* Required work:
Output must match the data below exactly from its first line through the line that contains "pub struct RawTask", with no other line.

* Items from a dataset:

BEGIN

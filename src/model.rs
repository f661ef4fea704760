use chrono::{DateTime, Duration, Local, NaiveDateTime, TimeZone, Timelike, Utc};
use log::warn;
use serde::{Deserialize, Serialize};

pub type TaskId = u32;

const TASKWARRIOR_DATE_FORMAT: &str = "%Y%m%dT%H%M%SZ";

#[derive(thiserror::Error, Debug)]
pub enum ScheduleError {
    #[error("task data source unavailable: {0}")]
    DataSource(String),
    #[error("could not decode task export: {0}")]
    Decode(#[from] serde_json::Error),
    #[error("invalid task record {uuid}: {reason}")]
    InvalidRecord { uuid: String, reason: String },
    #[error("terminal surface unavailable: {0}")]
    Surface(String),
}

#[derive(Debug, Serialize, Deserialize, Clone, Copy, PartialEq, Eq)]
#[serde(rename_all = "lowercase")]
pub enum TaskStatus {
    Pending,
    Completed,
    #[serde(other)]
    Other,
}

impl TaskStatus {
    pub fn as_str(&self) -> &'static str {
        match self {
            TaskStatus::Pending => "pending",
            TaskStatus::Completed => "completed",
            TaskStatus::Other => "other",
        }
    }
}

/// A task as exported by Taskwarrior. Only the fields the schedule reads
/// are kept; everything else in the export is ignored.
#[derive(Debug, Serialize, Deserialize, Clone)]
pub struct RawTask {
    #[serde(default)]
    pub id: TaskId,
    #[serde(default)]
    pub uuid: String,
    #[serde(default)]
    pub description: String,
    #[serde(default)]
    pub project: Option<String>,
    pub status: TaskStatus,
    #[serde(default)]
    pub scheduled: Option<String>,
    #[serde(default)]
    pub start: Option<String>,
    #[serde(default)]
    pub estimate: Option<String>,
}

#[derive(Debug, Clone, Copy, PartialEq, Eq)]
pub enum Glyph {
    Completed,
    Active,
    Overdue,
    Pending,
}

impl Glyph {
    pub fn symbol(&self) -> char {
        match self {
            Glyph::Completed => '✔',
            Glyph::Active => '▶',
            Glyph::Overdue => '!',
            Glyph::Pending => '○',
        }
    }
}

/// Normalized view of a task with a scheduled start, in local wall-clock time.
#[derive(Debug, Clone, PartialEq, Eq)]
pub struct ScheduledTask {
    pub id: TaskId,
    pub description: String,
    pub project: Option<String>,
    pub start: NaiveDateTime,
    pub end: Option<NaiveDateTime>,
    pub duration: Duration,
    pub completed: bool,
    pub active: bool,
    pub glyph: Glyph,
}

impl ScheduledTask {
    pub fn new(id: TaskId, description: impl Into<String>, start: NaiveDateTime) -> Self {
        ScheduledTask {
            id,
            description: description.into(),
            project: None,
            start,
            end: None,
            duration: Duration::zero(),
            completed: false,
            active: false,
            glyph: Glyph::Pending,
        }
    }

    pub fn with_project(mut self, project: impl Into<String>) -> Self {
        self.project = Some(project.into());
        self
    }

    /// Sets the end time. An end before the start collapses onto the start.
    pub fn with_end(mut self, end: NaiveDateTime) -> Self {
        let end = end.max(self.start);
        self.end = Some(end);
        self.duration = end - self.start;
        self
    }

    pub fn with_estimate(self, estimate: Duration) -> Self {
        let end = self.start + estimate;
        self.with_end(end)
    }

    pub fn mark_completed(mut self) -> Self {
        self.completed = true;
        self.active = false;
        self.glyph = Glyph::Completed;
        self
    }

    pub fn mark_active(mut self) -> Self {
        if !self.completed {
            self.active = true;
            self.glyph = Glyph::Active;
        }
        self
    }

    pub fn from_raw(raw: &RawTask, now: NaiveDateTime) -> Result<Self, ScheduleError> {
        let invalid = |reason: String| ScheduleError::InvalidRecord {
            uuid: raw.uuid.clone(),
            reason,
        };
        let scheduled = raw
            .scheduled
            .as_deref()
            .ok_or_else(|| invalid("missing scheduled date".into()))?;
        let start = parse_timestamp(scheduled)
            .ok_or_else(|| invalid(format!("bad scheduled date {scheduled}")))?;

        let mut task = ScheduledTask::new(raw.id, raw.description.clone(), start);
        task.project = raw.project.clone().filter(|p| !p.is_empty());
        if let Some(estimate) = raw.estimate.as_deref() {
            match parse_duration(estimate) {
                Some(duration) => task = task.with_estimate(duration),
                None => warn!("task {}: ignoring bad estimate {estimate}", raw.uuid),
            }
        }
        if raw.status == TaskStatus::Completed {
            task = task.mark_completed();
        } else if raw.start.is_some() {
            task = task.mark_active();
        }
        task.glyph = task.resolve_glyph(now);
        Ok(task)
    }

    /// `end` if known, otherwise the start plus the estimated duration.
    pub fn estimated_end(&self) -> NaiveDateTime {
        self.end.unwrap_or(self.start + self.duration)
    }

    pub fn is_overdue(&self, now: NaiveDateTime) -> bool {
        !self.completed && self.estimated_end() < now
    }

    /// Whether this task owns the current time slot: from its start until the
    /// next task in the same hour starts, or open-ended when it is the last.
    pub fn should_be_active(&self, next: Option<&ScheduledTask>, now: NaiveDateTime) -> bool {
        match next {
            Some(next) => self.start <= now && now < next.start,
            None => now >= self.start,
        }
    }

    pub fn resolve_glyph(&self, now: NaiveDateTime) -> Glyph {
        if self.completed {
            Glyph::Completed
        } else if self.active {
            Glyph::Active
        } else if self.is_overdue(now) {
            Glyph::Overdue
        } else {
            Glyph::Pending
        }
    }

    pub fn hour(&self) -> u32 {
        self.start.hour()
    }

    pub fn start_time(&self) -> String {
        self.start.format("%H:%M").to_string()
    }

    pub fn formatted_time(&self) -> String {
        match self.end {
            Some(end) => format!("{}-{}", self.start_time(), end.format("%H:%M")),
            None => self.start_time(),
        }
    }

    pub fn id_label(&self) -> String {
        if self.id == 0 {
            String::new()
        } else {
            self.id.to_string()
        }
    }
}

pub fn current_hour(now: NaiveDateTime) -> u32 {
    now.hour()
}

/// Parses a Taskwarrior export timestamp (UTC) into local wall-clock time.
/// RFC 3339 is accepted as well.
pub fn parse_timestamp(raw: &str) -> Option<NaiveDateTime> {
    let trimmed = raw.trim();
    let utc = match NaiveDateTime::parse_from_str(trimmed, TASKWARRIOR_DATE_FORMAT) {
        Ok(naive) => Utc.from_utc_datetime(&naive),
        Err(_) => DateTime::parse_from_rfc3339(trimmed).ok()?.with_timezone(&Utc),
    };
    Some(utc.with_timezone(&Local).naive_local())
}

/// Parses an ISO 8601 duration such as `PT1H30M` or `P1DT2H`.
/// Years and months use Taskwarrior's approximations of 365 and 30 days.
pub fn parse_duration(raw: &str) -> Option<Duration> {
    let body = raw.trim().strip_prefix('P')?;
    if body.is_empty() {
        return None;
    }
    let mut total = Duration::zero();
    let mut in_time = false;
    let mut number = String::new();
    let mut saw_component = false;
    for ch in body.chars() {
        match ch {
            'T' if !in_time && number.is_empty() => in_time = true,
            '0'..='9' => number.push(ch),
            unit => {
                let value: i64 = number.parse().ok()?;
                number.clear();
                let part = match (in_time, unit) {
                    (false, 'Y') => Duration::days(value * 365),
                    (false, 'M') => Duration::days(value * 30),
                    (false, 'W') => Duration::weeks(value),
                    (false, 'D') => Duration::days(value),
                    (true, 'H') => Duration::hours(value),
                    (true, 'M') => Duration::minutes(value),
                    (true, 'S') => Duration::seconds(value),
                    _ => return None,
                };
                total = total + part;
                saw_component = true;
            }
        }
    }
    if !number.is_empty() || !saw_component {
        return None;
    }
    Some(total)
}
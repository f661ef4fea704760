use anyhow::Result;
use clap::Parser;
use taskschedule::cli::{Cli, Command};
use taskschedule::commands;
use taskschedule::config::{load_config, Settings};

fn main() -> Result<()> {
    let args = Cli::parse();
    let file = load_config(args.config.as_deref())?;
    let settings = Settings::resolve(file, &args);
    commands::init_logging(&settings);
    log::info!("taskschedule starting: {:?}", settings);

    let command = args.command.unwrap_or(Command::Live);
    let result = match command {
        Command::Live => commands::live(settings),
        Command::Print => commands::print(settings),
    };
    if let Err(err) = &result {
        log::error!("{err:#}");
    }
    result
}
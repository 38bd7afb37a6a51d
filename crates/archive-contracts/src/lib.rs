pub mod chat;
pub mod download;
pub mod events;
pub mod inline_image;
pub mod models;
pub mod records;
pub mod storage;
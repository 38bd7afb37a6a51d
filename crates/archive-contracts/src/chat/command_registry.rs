#[derive(Clone, Copy, Debug)]
pub(crate) struct CommandSpec {
    pub command: &'static str,
    pub action: &'static str,
    pub arg_key: &'static str,
}

/// Commands whose whole remainder is one free-text argument.
pub(crate) const RAW_ARG_COMMANDS: &[CommandSpec] = &[
    CommandSpec {
        command: "search",
        action: "search",
        arg_key: "query",
    },
    CommandSpec {
        command: "filter",
        action: "set_filter",
        arg_key: "query",
    },
    CommandSpec {
        command: "category",
        action: "select_category",
        arg_key: "category",
    },
    CommandSpec {
        command: "apply",
        action: "apply_edit",
        arg_key: "instruction",
    },
];

/// Commands that take a single record id.
pub(crate) const ID_COMMANDS: &[CommandSpec] = &[
    CommandSpec {
        command: "preview",
        action: "preview",
        arg_key: "id",
    },
    CommandSpec {
        command: "edit",
        action: "start_edit",
        arg_key: "id",
    },
];

pub(crate) const NO_ARG_COMMANDS: &[CommandSpec] = &[
    CommandSpec {
        command: "more",
        action: "load_more",
        arg_key: "",
    },
    CommandSpec {
        command: "list",
        action: "list",
        arg_key: "",
    },
    CommandSpec {
        command: "categories",
        action: "categories",
        arg_key: "",
    },
    CommandSpec {
        command: "reset",
        action: "reset_edit",
        arg_key: "",
    },
    CommandSpec {
        command: "save",
        action: "save_edit",
        arg_key: "",
    },
    CommandSpec {
        command: "back",
        action: "close_editor",
        arg_key: "",
    },
    CommandSpec {
        command: "home",
        action: "go_home",
        arg_key: "",
    },
    CommandSpec {
        command: "studio",
        action: "go_studio",
        arg_key: "",
    },
    CommandSpec {
        command: "help",
        action: "help",
        arg_key: "",
    },
    CommandSpec {
        command: "exit",
        action: "exit",
        arg_key: "",
    },
    CommandSpec {
        command: "quit",
        action: "exit",
        arg_key: "",
    },
];

pub(crate) const DOWNLOAD_COMMAND: CommandSpec = CommandSpec {
    command: "download",
    action: "download",
    arg_key: "id",
};

pub const STUDIO_HELP_COMMANDS: &[&str] = &[
    "/search",
    "/filter",
    "/category",
    "/more",
    "/list",
    "/categories",
    "/preview",
    "/edit",
    "/apply",
    "/reset",
    "/save",
    "/back",
    "/download",
    "/home",
    "/studio",
    "/help",
    "/exit",
];
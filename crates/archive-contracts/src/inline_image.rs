use anyhow::{bail, Context, Result};
use base64::engine::general_purpose::STANDARD as BASE64;
use base64::Engine as _;

pub const DEFAULT_MIME: &str = "image/png";

/// An image carried inline as base64, the way the model returns it and the
/// way it is persisted (as a `data:` URL).
#[derive(Debug, Clone, PartialEq, Eq)]
pub struct InlineImage {
    pub mime_type: String,
    pub data: String,
}

impl InlineImage {
    pub fn new(mime_type: impl Into<String>, data: impl Into<String>) -> Self {
        let mime_type = mime_type.into();
        Self {
            mime_type: if mime_type.trim().is_empty() {
                DEFAULT_MIME.to_string()
            } else {
                mime_type
            },
            data: data.into(),
        }
    }

    pub fn from_bytes(mime_type: &str, bytes: &[u8]) -> Self {
        Self::new(mime_type, BASE64.encode(bytes))
    }

    /// Parses `data:<mime>;base64,<payload>`.
    pub fn from_data_url(url: &str) -> Result<Self> {
        let Some(rest) = url.trim().strip_prefix("data:") else {
            bail!("not a data URL");
        };
        let Some((header, data)) = rest.split_once(',') else {
            bail!("data URL has no payload");
        };
        let Some(mime_type) = header.strip_suffix(";base64") else {
            bail!("data URL is not base64 encoded");
        };
        if data.is_empty() {
            bail!("data URL payload is empty");
        }
        Ok(Self::new(mime_type, data))
    }

    pub fn to_data_url(&self) -> String {
        format!("data:{};base64,{}", self.mime_type, self.data)
    }

    pub fn decode(&self) -> Result<Vec<u8>> {
        BASE64
            .decode(self.data.as_bytes())
            .context("inline image base64 decode failed")
    }

    pub fn extension(&self) -> &'static str {
        let lowered = self.mime_type.to_ascii_lowercase();
        if lowered.contains("jpeg") || lowered.contains("jpg") {
            return "jpg";
        }
        if lowered.contains("webp") {
            return "webp";
        }
        "png"
    }
}

#[cfg(test)]
mod tests {
    use super::*;

    #[test]
    fn data_url_round_trip_keeps_mime() -> Result<()> {
        let image = InlineImage::from_bytes("image/jpeg", b"\xff\xd8\xff");
        let parsed = InlineImage::from_data_url(&image.to_data_url())?;
        assert_eq!(parsed, image);
        assert_eq!(parsed.decode()?, b"\xff\xd8\xff");
        assert_eq!(parsed.extension(), "jpg");
        Ok(())
    }

    #[test]
    fn blank_mime_defaults_to_png() {
        let image = InlineImage::new("", "AAAA");
        assert_eq!(image.mime_type, "image/png");
        assert_eq!(image.extension(), "png");
    }

    #[test]
    fn rejects_non_data_urls() {
        assert!(InlineImage::from_data_url("").is_err());
        assert!(InlineImage::from_data_url("https://example.com/a.png").is_err());
        assert!(InlineImage::from_data_url("data:image/png,raw").is_err());
        assert!(InlineImage::from_data_url("data:image/png;base64,").is_err());
    }
}
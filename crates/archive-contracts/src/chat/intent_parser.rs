use std::collections::BTreeMap;

use serde_json::Value;

use super::command_registry::{
    CommandSpec, DOWNLOAD_COMMAND, ID_COMMANDS, NO_ARG_COMMANDS, RAW_ARG_COMMANDS,
};

/// One parsed line of studio input.
#[derive(Debug, Clone, PartialEq)]
pub struct Intent {
    pub action: String,
    pub raw: String,
    pub command_args: BTreeMap<String, Value>,
}

impl Intent {
    fn new(action: &str, raw: &str) -> Self {
        Self {
            action: action.to_string(),
            raw: raw.to_string(),
            command_args: BTreeMap::new(),
        }
    }

    fn with_arg(mut self, key: &str, value: Value) -> Self {
        self.command_args.insert(key.to_string(), value);
        self
    }

    pub fn arg(&self, key: &str) -> Option<&str> {
        self.command_args
            .get(key)
            .and_then(Value::as_str)
            .map(str::trim)
            .filter(|value| !value.is_empty())
    }
}

fn find_spec(command: &str, specs: &[CommandSpec]) -> Option<CommandSpec> {
    specs.iter().copied().find(|spec| spec.command == command)
}

fn split_args(arg: &str) -> Vec<String> {
    if arg.trim().is_empty() {
        return Vec::new();
    }
    match shell_words::split(arg) {
        Ok(parts) => parts
            .into_iter()
            .filter(|value| !value.is_empty())
            .collect(),
        Err(_) => arg
            .split_whitespace()
            .map(str::to_string)
            .filter(|value| !value.is_empty())
            .collect(),
    }
}

fn first_arg(arg: &str) -> String {
    split_args(arg).into_iter().next().unwrap_or_default()
}

/// Slash commands map to actions; any other non-empty text is a search.
pub fn parse_intent(text: &str) -> Intent {
    let raw_trimmed = text.trim();
    if raw_trimmed.is_empty() {
        return Intent::new("noop", text);
    }

    if let Some(slash_tail) = raw_trimmed.strip_prefix('/') {
        let command_len = slash_tail
            .chars()
            .take_while(|ch| ch.is_ascii_alphanumeric() || *ch == '_')
            .count();
        if command_len > 0 {
            let command = slash_tail[..command_len].to_ascii_lowercase();
            let arg = slash_tail[command_len..].trim();

            if let Some(spec) = find_spec(&command, RAW_ARG_COMMANDS) {
                return Intent::new(spec.action, text)
                    .with_arg(spec.arg_key, Value::String(arg.to_string()));
            }

            if let Some(spec) = find_spec(&command, ID_COMMANDS) {
                return Intent::new(spec.action, text)
                    .with_arg(spec.arg_key, Value::String(first_arg(arg)));
            }

            if let Some(spec) = find_spec(&command, NO_ARG_COMMANDS) {
                return Intent::new(spec.action, text);
            }

            if command == DOWNLOAD_COMMAND.command {
                let mut parts = split_args(arg).into_iter();
                let id = parts.next().unwrap_or_default();
                let dir = parts.collect::<Vec<String>>().join(" ");
                return Intent::new(DOWNLOAD_COMMAND.action, text)
                    .with_arg(DOWNLOAD_COMMAND.arg_key, Value::String(id))
                    .with_arg(
                        "dir",
                        if dir.is_empty() {
                            Value::Null
                        } else {
                            Value::String(dir)
                        },
                    );
            }

            return Intent::new("unknown", text)
                .with_arg("command", Value::String(command))
                .with_arg("arg", Value::String(arg.to_string()));
        }
    }

    Intent::new("search", text).with_arg("query", Value::String(raw_trimmed.to_string()))
}
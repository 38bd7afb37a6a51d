use std::sync::atomic::{AtomicUsize, Ordering};
use std::sync::{Arc, Mutex};

use anyhow::{anyhow, Result};
use archive_contracts::inline_image::InlineImage;

use crate::providers::{GenerationError, ImageProvider, ImageRequest, TextProvider, TextRequest};

type Hook = Arc<dyn Fn(&ImageRequest) + Send + Sync>;

/// Image provider that fails for prompts containing any of `failing`.
#[derive(Clone, Default)]
pub(crate) struct ScriptedImages {
    failing: Vec<String>,
    calls: Arc<AtomicUsize>,
    prompts: Arc<Mutex<Vec<String>>>,
    hook: Option<Hook>,
}

impl ScriptedImages {
    pub(crate) fn new() -> Self {
        Self::default()
    }

    pub(crate) fn failing_on(mut self, needle: &str) -> Self {
        self.failing.push(needle.to_string());
        self
    }

    /// Runs inside every call, before the result is produced.
    pub(crate) fn on_call(mut self, hook: impl Fn(&ImageRequest) + Send + Sync + 'static) -> Self {
        self.hook = Some(Arc::new(hook));
        self
    }

    pub(crate) fn calls(&self) -> usize {
        self.calls.load(Ordering::SeqCst)
    }

    pub(crate) fn prompts(&self) -> Vec<String> {
        let mut prompts = self.prompts.lock().map(|p| p.clone()).unwrap_or_default();
        prompts.sort();
        prompts
    }
}

impl ImageProvider for ScriptedImages {
    fn name(&self) -> &str {
        "scripted"
    }

    fn generate(&self, request: &ImageRequest) -> Result<InlineImage> {
        self.calls.fetch_add(1, Ordering::SeqCst);
        if let Ok(mut prompts) = self.prompts.lock() {
            prompts.push(request.prompt.clone());
        }
        if let Some(hook) = &self.hook {
            hook(request);
        }
        if self
            .failing
            .iter()
            .any(|needle| request.prompt.contains(needle.as_str()))
        {
            return Err(GenerationError::no_image().into());
        }
        let data = match &request.source {
            Some(source) => format!("{}+{}", source.data, request.prompt.len()),
            None => format!("img{}", request.prompt.len()),
        };
        Ok(InlineImage::new("image/png", data))
    }
}

/// Text provider with a fixed answer, or a failure when `answer` is `None`.
#[derive(Clone)]
pub(crate) struct ScriptedText {
    answer: Option<String>,
    calls: Arc<AtomicUsize>,
    last_prompt: Arc<Mutex<String>>,
}

impl ScriptedText {
    pub(crate) fn answering(answer: &str) -> Self {
        Self {
            answer: Some(answer.to_string()),
            calls: Arc::new(AtomicUsize::new(0)),
            last_prompt: Arc::new(Mutex::new(String::new())),
        }
    }

    pub(crate) fn failing() -> Self {
        Self {
            answer: None,
            ..Self::answering("")
        }
    }

    pub(crate) fn calls(&self) -> usize {
        self.calls.load(Ordering::SeqCst)
    }

    pub(crate) fn last_prompt(&self) -> String {
        self.last_prompt
            .lock()
            .map(|p| p.clone())
            .unwrap_or_default()
    }
}

impl TextProvider for ScriptedText {
    fn name(&self) -> &str {
        "scripted"
    }

    fn complete(&self, request: &TextRequest) -> Result<String> {
        self.calls.fetch_add(1, Ordering::SeqCst);
        if let Ok(mut last) = self.last_prompt.lock() {
            *last = request.prompt.clone();
        }
        self.answer
            .clone()
            .ok_or_else(|| anyhow!("connection reset by peer"))
    }
}
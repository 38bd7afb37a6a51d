use std::fs::OpenOptions;
use std::io::Write;
use std::path::{Path, PathBuf};
use std::sync::{Arc, Mutex};

use chrono::{SecondsFormat, Utc};
use serde_json::{Map, Value};

pub type EventPayload = Map<String, Value>;

/// Append-only writer for the archive's `events.jsonl` log.
///
/// - default fields are `type`, `session_id`, `ts`
/// - caller payload is merged last and can override defaults
/// - one compact JSON object per line
///
/// Clones share the same file lock, so generation threads can log through
/// their own handle.
#[derive(Debug, Clone)]
pub struct EventWriter {
    inner: Arc<EventWriterInner>,
}

#[derive(Debug)]
struct EventWriterInner {
    path: PathBuf,
    session_id: String,
    lock: Mutex<()>,
}

impl EventWriter {
    pub fn new(path: impl Into<PathBuf>, session_id: impl Into<String>) -> Self {
        Self {
            inner: Arc::new(EventWriterInner {
                path: path.into(),
                session_id: session_id.into(),
                lock: Mutex::new(()),
            }),
        }
    }

    /// Writer tagged with a fresh random session id.
    pub fn for_new_session(path: impl Into<PathBuf>) -> Self {
        Self::new(path, uuid::Uuid::new_v4().to_string())
    }

    pub fn path(&self) -> &Path {
        &self.inner.path
    }

    pub fn session_id(&self) -> &str {
        &self.inner.session_id
    }

    pub fn emit(&self, event_type: &str, payload: EventPayload) -> anyhow::Result<Value> {
        let mut event = Map::new();
        event.insert("type".to_string(), Value::String(event_type.to_string()));
        event.insert(
            "session_id".to_string(),
            Value::String(self.inner.session_id.clone()),
        );
        event.insert("ts".to_string(), Value::String(now_utc_iso()));
        for (key, value) in payload {
            event.insert(key, value);
        }

        if let Some(parent) = self.inner.path.parent() {
            if !parent.as_os_str().is_empty() {
                std::fs::create_dir_all(parent)?;
            }
        }

        let line = serde_json::to_string(&event)?;
        let _guard = self
            .inner
            .lock
            .lock()
            .map_err(|_| anyhow::anyhow!("event writer lock poisoned"))?;
        let mut file = OpenOptions::new()
            .create(true)
            .append(true)
            .open(&self.inner.path)?;
        file.write_all(line.as_bytes())?;
        file.write_all(b"\n")?;

        Ok(Value::Object(event))
    }

    /// Logging must never take the session down; write errors are dropped.
    pub fn record(&self, event_type: &str, payload: EventPayload) {
        let _ = self.emit(event_type, payload);
    }
}

/// Turns a `json!({...})` literal into an event payload.
pub fn payload(value: Value) -> EventPayload {
    value.as_object().cloned().unwrap_or_default()
}

fn now_utc_iso() -> String {
    Utc::now().to_rfc3339_opts(SecondsFormat::Micros, false)
}

#[cfg(test)]
mod tests {
    use std::fs;

    use chrono::DateTime;
    use serde_json::json;

    use super::*;

    #[test]
    fn emit_writes_compact_jsonl_line() -> anyhow::Result<()> {
        let temp = tempfile::tempdir()?;
        let path = temp.path().join("events.jsonl");
        let writer = EventWriter::new(&path, "session-123");

        let emitted = writer.emit(
            "state_loaded",
            payload(json!({"images": 4, "categories": 7})),
        )?;

        let content = fs::read_to_string(&path)?;
        let line = content.lines().next().unwrap_or("");
        let parsed: Value = serde_json::from_str(line)?;

        assert_eq!(parsed, emitted);
        assert_eq!(parsed["type"], json!("state_loaded"));
        assert_eq!(parsed["session_id"], json!("session-123"));
        assert_eq!(parsed["images"], json!(4));

        let ts = parsed["ts"].as_str().unwrap_or("");
        DateTime::parse_from_rfc3339(ts)?;
        Ok(())
    }

    #[test]
    fn payload_can_override_default_keys() -> anyhow::Result<()> {
        let temp = tempfile::tempdir()?;
        let writer = EventWriter::new(temp.path().join("events.jsonl"), "session-123");

        let emitted = writer.emit(
            "batch_settled",
            payload(json!({"type": "override", "session_id": "other"})),
        )?;

        assert_eq!(emitted["type"], json!("override"));
        assert_eq!(emitted["session_id"], json!("other"));
        Ok(())
    }

    #[test]
    fn clones_append_to_the_same_log() -> anyhow::Result<()> {
        let temp = tempfile::tempdir()?;
        let path = temp.path().join("nested").join("events.jsonl");
        let writer = EventWriter::for_new_session(&path);
        let clone = writer.clone();

        writer.emit("one", EventPayload::new())?;
        clone.emit("two", EventPayload::new())?;

        let content = fs::read_to_string(&path)?;
        let rows: Vec<Value> = content
            .lines()
            .map(serde_json::from_str)
            .collect::<Result<_, _>>()?;
        assert_eq!(rows.len(), 2);
        assert_eq!(rows[0]["type"], json!("one"));
        assert_eq!(rows[1]["type"], json!("two"));
        assert_eq!(rows[0]["session_id"], rows[1]["session_id"]);
        Ok(())
    }

    #[test]
    fn record_swallows_write_failures() -> anyhow::Result<()> {
        let temp = tempfile::tempdir()?;
        // A directory in place of the log file makes every append fail.
        let writer = EventWriter::new(temp.path(), "session-123");
        writer.record("persist_failed", EventPayload::new());
        assert!(writer.emit("persist_failed", EventPayload::new()).is_err());
        Ok(())
    }
}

END

* Result:
filename src/model.rs
repository f661ef4fea704760
use chrono::{DateTime, Duration, Local, NaiveDateTime, TimeZone, Timelike, Utc};
use log::warn;
use serde::{Deserialize, Serialize};

pub type TaskId = u32;

const TASKWARRIOR_DATE_FORMAT: &str = "%Y%m%dT%H%M%SZ";

#[derive(thiserror::Error, Debug)]
pub enum ScheduleError {
    #[error("task data source unavailable: {0}")]
    DataSource(String),
    #[error("could not decode task export: {0}")]
    Decode(#[from] serde_json::Error),
    #[error("invalid task record {uuid}: {reason}")]
    InvalidRecord { uuid: String, reason: String },
    #[error("terminal surface unavailable: {0}")]
    Surface(String),
}

#[derive(Debug, Serialize, Deserialize, Clone, Copy, PartialEq, Eq)]
#[serde(rename_all = "lowercase")]
pub enum TaskStatus {
    Pending,
    Completed,
    #[serde(other)]
    Other,
}

impl TaskStatus {
    pub fn as_str(&self) -> &'static str {
        match self {
            TaskStatus::Pending => "pending",
            TaskStatus::Completed => "completed",
            TaskStatus::Other => "other",
        }
    }
}

/// A task as exported by Taskwarrior. Only the fields the schedule reads
/// are kept; everything else in the export is ignored.
#[derive(Debug, Serialize, Deserialize, Clone)]
pub struct RawTask {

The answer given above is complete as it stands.